### Problem to solve
The lines from the start of the records through the one containing "source fails discovery;" are to be transcribed exactly, and nothing else.

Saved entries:
━━━━━━━━━━━━━━━━━━━━━━━━━━━━━━

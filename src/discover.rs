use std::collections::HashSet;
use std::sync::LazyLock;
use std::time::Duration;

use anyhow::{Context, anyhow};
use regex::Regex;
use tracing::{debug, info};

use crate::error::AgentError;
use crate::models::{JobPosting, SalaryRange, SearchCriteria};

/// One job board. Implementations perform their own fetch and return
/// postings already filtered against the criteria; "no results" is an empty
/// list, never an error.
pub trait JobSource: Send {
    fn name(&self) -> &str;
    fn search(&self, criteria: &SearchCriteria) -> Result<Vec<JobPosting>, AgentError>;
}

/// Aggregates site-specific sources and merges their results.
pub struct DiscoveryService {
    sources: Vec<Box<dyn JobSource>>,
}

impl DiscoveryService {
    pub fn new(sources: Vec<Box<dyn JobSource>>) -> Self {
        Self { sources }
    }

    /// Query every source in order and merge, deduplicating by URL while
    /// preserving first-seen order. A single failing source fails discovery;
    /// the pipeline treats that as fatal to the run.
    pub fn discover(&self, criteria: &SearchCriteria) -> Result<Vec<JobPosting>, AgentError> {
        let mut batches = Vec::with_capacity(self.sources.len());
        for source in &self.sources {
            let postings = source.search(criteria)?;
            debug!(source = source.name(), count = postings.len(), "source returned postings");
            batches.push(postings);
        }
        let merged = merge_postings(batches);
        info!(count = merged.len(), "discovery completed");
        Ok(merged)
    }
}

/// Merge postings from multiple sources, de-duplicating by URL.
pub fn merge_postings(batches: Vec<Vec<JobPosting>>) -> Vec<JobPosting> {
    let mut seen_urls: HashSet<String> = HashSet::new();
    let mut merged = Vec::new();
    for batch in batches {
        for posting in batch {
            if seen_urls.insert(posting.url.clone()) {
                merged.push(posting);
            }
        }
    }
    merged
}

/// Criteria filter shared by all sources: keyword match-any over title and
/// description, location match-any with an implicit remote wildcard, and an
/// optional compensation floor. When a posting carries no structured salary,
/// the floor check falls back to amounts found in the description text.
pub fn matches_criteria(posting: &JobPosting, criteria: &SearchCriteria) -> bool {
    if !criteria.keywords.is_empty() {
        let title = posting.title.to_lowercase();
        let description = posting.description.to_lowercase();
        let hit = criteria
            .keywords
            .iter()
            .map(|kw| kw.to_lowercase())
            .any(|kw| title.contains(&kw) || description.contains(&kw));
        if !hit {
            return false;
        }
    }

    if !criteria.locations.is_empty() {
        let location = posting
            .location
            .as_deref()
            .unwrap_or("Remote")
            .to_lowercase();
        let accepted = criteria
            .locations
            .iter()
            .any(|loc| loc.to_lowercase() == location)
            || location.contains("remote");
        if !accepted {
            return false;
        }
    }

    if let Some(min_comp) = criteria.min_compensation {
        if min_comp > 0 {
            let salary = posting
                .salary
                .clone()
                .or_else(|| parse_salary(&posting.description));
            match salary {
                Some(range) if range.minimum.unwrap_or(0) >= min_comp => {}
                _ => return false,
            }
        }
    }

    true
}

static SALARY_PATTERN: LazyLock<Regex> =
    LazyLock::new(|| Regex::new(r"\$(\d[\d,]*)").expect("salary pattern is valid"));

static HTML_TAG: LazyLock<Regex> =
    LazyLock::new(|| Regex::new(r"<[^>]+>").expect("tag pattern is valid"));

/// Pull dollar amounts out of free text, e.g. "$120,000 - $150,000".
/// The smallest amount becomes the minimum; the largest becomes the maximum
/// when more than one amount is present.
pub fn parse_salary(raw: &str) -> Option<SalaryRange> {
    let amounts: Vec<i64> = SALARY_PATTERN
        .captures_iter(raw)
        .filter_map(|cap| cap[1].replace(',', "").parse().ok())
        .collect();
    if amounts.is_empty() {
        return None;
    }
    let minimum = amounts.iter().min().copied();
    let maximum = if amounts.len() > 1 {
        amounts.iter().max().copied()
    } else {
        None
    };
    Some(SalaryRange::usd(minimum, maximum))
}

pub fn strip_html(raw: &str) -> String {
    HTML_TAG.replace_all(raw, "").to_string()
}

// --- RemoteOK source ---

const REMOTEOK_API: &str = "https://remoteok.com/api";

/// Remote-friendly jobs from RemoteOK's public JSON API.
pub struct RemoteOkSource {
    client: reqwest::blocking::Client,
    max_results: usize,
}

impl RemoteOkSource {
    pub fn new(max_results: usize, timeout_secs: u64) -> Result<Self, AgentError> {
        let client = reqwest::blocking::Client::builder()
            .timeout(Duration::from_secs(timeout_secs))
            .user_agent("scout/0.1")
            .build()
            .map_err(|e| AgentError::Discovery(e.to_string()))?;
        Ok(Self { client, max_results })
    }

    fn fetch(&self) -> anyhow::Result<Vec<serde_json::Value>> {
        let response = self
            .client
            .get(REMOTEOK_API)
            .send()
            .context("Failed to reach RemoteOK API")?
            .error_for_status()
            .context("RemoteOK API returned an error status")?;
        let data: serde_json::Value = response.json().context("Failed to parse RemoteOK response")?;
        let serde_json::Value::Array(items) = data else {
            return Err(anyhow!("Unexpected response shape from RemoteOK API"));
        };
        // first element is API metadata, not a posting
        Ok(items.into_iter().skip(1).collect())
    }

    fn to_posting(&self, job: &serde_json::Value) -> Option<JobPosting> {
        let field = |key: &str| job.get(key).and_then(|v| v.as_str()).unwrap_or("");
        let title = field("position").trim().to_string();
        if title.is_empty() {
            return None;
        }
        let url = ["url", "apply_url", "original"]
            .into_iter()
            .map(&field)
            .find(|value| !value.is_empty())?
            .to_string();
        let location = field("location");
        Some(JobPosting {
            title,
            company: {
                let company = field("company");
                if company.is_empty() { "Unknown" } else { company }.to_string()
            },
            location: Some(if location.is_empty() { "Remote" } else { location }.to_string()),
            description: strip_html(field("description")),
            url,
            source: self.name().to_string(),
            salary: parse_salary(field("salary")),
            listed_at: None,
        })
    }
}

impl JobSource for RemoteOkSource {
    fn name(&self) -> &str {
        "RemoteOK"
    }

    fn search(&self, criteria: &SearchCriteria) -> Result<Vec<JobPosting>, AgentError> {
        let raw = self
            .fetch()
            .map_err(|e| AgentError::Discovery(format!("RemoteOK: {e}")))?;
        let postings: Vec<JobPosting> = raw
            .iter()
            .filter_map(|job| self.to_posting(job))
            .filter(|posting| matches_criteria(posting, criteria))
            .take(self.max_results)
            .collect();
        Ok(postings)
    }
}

━━━━━━━━━━━━━━━━━━━━━━━━━━━━━━

### Answer space
filename src/discover.rs
use std::collections::HashSet;
use std::sync::LazyLock;
use std::time::Duration;

use anyhow::{Context, anyhow};
use regex::Regex;
use tracing::{debug, info};

use crate::error::AgentError;
use crate::models::{JobPosting, SalaryRange, SearchCriteria};

/// One job board. Implementations perform their own fetch and return
/// postings already filtered against the criteria; "no results" is an empty
/// list, never an error.
pub trait JobSource: Send {
    fn name(&self) -> &str;
    fn search(&self, criteria: &SearchCriteria) -> Result<Vec<JobPosting>, AgentError>;
}

/// Aggregates site-specific sources and merges their results.
pub struct DiscoveryService {
    sources: Vec<Box<dyn JobSource>>,
}

impl DiscoveryService {
    pub fn new(sources: Vec<Box<dyn JobSource>>) -> Self {
        Self { sources }
    }

    /// Query every source in order and merge, deduplicating by URL while
    /// preserving first-seen order. A single failing source fails discovery;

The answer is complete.